After entertaining on Bengali big screens, ghostly comedies have come to haunt Bengali theatre, many halls of which already provide homes to resident spooks. While most productions of the current genre look back over their shoulders in nostalgia to the 19th-century stage, Nat-Ranga startles us with one in present times. Jokes apart, we theatre people as well as Kolkata’s heritage activists should thank dramatist-director Sohan Bandopadhyay for swinging the spotlight on old or abandoned playhouses and the fate they met, whether through arson or apathy, like Star and Rang Mahal in the past or the once-pioneer Circarina now. Any advanced culture renovates and takes pride in them, but we demolish and “promote”. So, Chhāyāpather Sheshe is actually a realistic story of what befalls one of them.
As the politician-promoter sharks eye this property for a mall, a supernatural company inside decides not to surrender. Bandopadhyay’s clearly deeply-felt plot and characters make this his finest original play that I have seen, not just because of his serious intent, but also his comedic standards, far superior to some of his recent, more farcical excursions. The first half attains such high points that a momentary letdown occurs immediately after the interval, but he ensures a rousing finale. If only our state would heed his unstated call and divert towards restoration or remodelling the funds earmarked as Puja windfalls for clubs.
Goutam Halder travesties perfectly the MLA villain of the piece without going overboard, so that his sinister edge unnerves us. Ankita Majhi presents a contrast (picture) as his moll full of affectations, and Sanjib Sarkar delights as a grizzled Hindustani caretaker worthy of Macbeth’s Porter. The company members combine to create relief through their theatricality. Saumik-Piyali’s set simultaneously evokes the musty ambience of ancient painted scenery against a crumbling contemporary concrete jungle behind.

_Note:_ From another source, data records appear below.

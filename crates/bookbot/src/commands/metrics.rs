//! Shared runner for the whole-text metric commands.
//!
//! `readability`, `vocab`, and `categories` read each file in full, compute
//! one report per file, and print it as a banner report, JSON, or a table.

use anyhow::bail;
use bookbot_core::OutputFormat;
use bookbot_core::corpus::read_text;
use camino::{Utf8Path, Utf8PathBuf};
use serde::Serialize;
use tracing::{debug, info};

use super::{OutputArgs, REPORT_VERSION, RunContext, emit, input_files};
use crate::render::Table;

/// A per-file metric report and its presentation.
pub trait MetricReport: Serialize {
    /// Command name in JSON payloads.
    const COMMAND: &'static str;
    /// Banner title, e.g. `BOOKBOT (VOCAB)`.
    const TITLE: &'static str;
    /// Section header printed above the values.
    const SECTION: &'static str;

    /// Table columns after `path`.
    fn headers() -> &'static [&'static str];

    /// Table cells, matching [`MetricReport::headers`].
    fn cells(&self) -> Vec<String>;

    /// `Label: value` lines for the text report.
    fn text_lines(&self) -> Vec<String>;
}

#[derive(Serialize)]
struct MetricFile<'a, R> {
    path: &'a Utf8Path,
    #[serde(flatten)]
    report: &'a R,
}

#[derive(Serialize)]
struct MetricPayload<'a, R> {
    report_version: u32,
    command: &'static str,
    #[serde(skip_serializing_if = "Option::is_none")]
    stopwords: Option<&'static str>,
    files: Vec<MetricFile<'a, R>>,
}

/// Compute `metric` for every input file and print the results.
///
/// `stopwords` is echoed in JSON output when the metric uses a list.
///
/// # Errors
///
/// Fails when there are no input files, when output cannot be written, or
/// when every file failed.
pub fn run<R, F>(
    ctx: RunContext<'_>,
    paths: &[Utf8PathBuf],
    output: &OutputArgs,
    stopwords: Option<&'static str>,
    metric: F,
) -> anyhow::Result<()>
where
    R: MetricReport,
    F: Fn(&str) -> R,
{
    let files = input_files(paths)?;
    let format = ctx.format(output.format);
    debug!(command = R::COMMAND, files = files.len(), format = %format, "running metric");

    let mut reports = Vec::with_capacity(files.len());
    for path in &files {
        let text = match read_text(path) {
            Ok(text) => text,
            Err(e) => {
                let message = match e {
                    bookbot_core::AnalysisError::Io { source, .. } => source.to_string(),
                    other => other.to_string(),
                };
                ctx.report_failure(path, &message);
                continue;
            }
        };
        let report = metric(&text);
        if format == OutputFormat::Text {
            print_text(ctx, path, &report);
        }
        reports.push((path, report));
    }

    match format {
        OutputFormat::Text => {}
        OutputFormat::Json => {
            let payload = MetricPayload {
                report_version: REPORT_VERSION,
                command: R::COMMAND,
                stopwords,
                files: reports
                    .iter()
                    .map(|(path, report)| MetricFile {
                        path: path.as_path(),
                        report,
                    })
                    .collect(),
            };
            emit(&serde_json::to_string_pretty(&payload)?, output.out.as_deref())?;
        }
        table_format => {
            let table = table(&reports);
            emit(&table.render(table_format)?, output.out.as_deref())?;
        }
    }

    info!(
        command = R::COMMAND,
        succeeded = reports.len(),
        failed = files.len() - reports.len(),
        "metric finished"
    );
    if reports.is_empty() {
        bail!("all {} input files failed", files.len());
    }
    Ok(())
}

fn print_text<R: MetricReport>(ctx: RunContext<'_>, path: &Utf8Path, report: &R) {
    ctx.print_header(R::TITLE, path);
    println!("----------- {} -----------", R::SECTION);
    for line in report.text_lines() {
        println!("{line}");
    }
}

fn table<R: MetricReport>(reports: &[(&Utf8PathBuf, R)]) -> Table {
    let headers = std::iter::once("path").chain(R::headers().iter().copied());
    let mut table = Table::new(headers);
    for (path, report) in reports {
        table.push(std::iter::once(path.to_string()).chain(report.cells()));
    }
    table
}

Meanwhile, dramatist-director Ishita Mukhopadhyay places Ushneek’s Bhut (featured at Sayak’s golden anniversary festival) in the north Bengal hills. A chartered accountant arrives for some rest and relaxation at a bungalow run by a local. Soon enough, he begins to hear voices and also sees an all-white apparition behaving quite at home. The play turns from light-hearted fun into a mutual confessional over spirits (which the spirit readily gulps down) allowing dark secrets to come tumbling out of the successive tumblers. I cannot disclose more for obvious reasons, except that Ishita uses it to universalize the deprivation and violence in humanity, and concludes in unnecessary moralizing.
Only three characters appear, of whom neither Deb Sankar Halder in the lead nor Subhasish Mukherjee as the ghost has much to overcome by way of challenges to their acting skills, because Ishita has not developed their roles over and beyond the ordinary. Consequently, Mouma Naskar as the Nepali caretaker ends up stealing the show, her accent and mannerisms authentic to a T.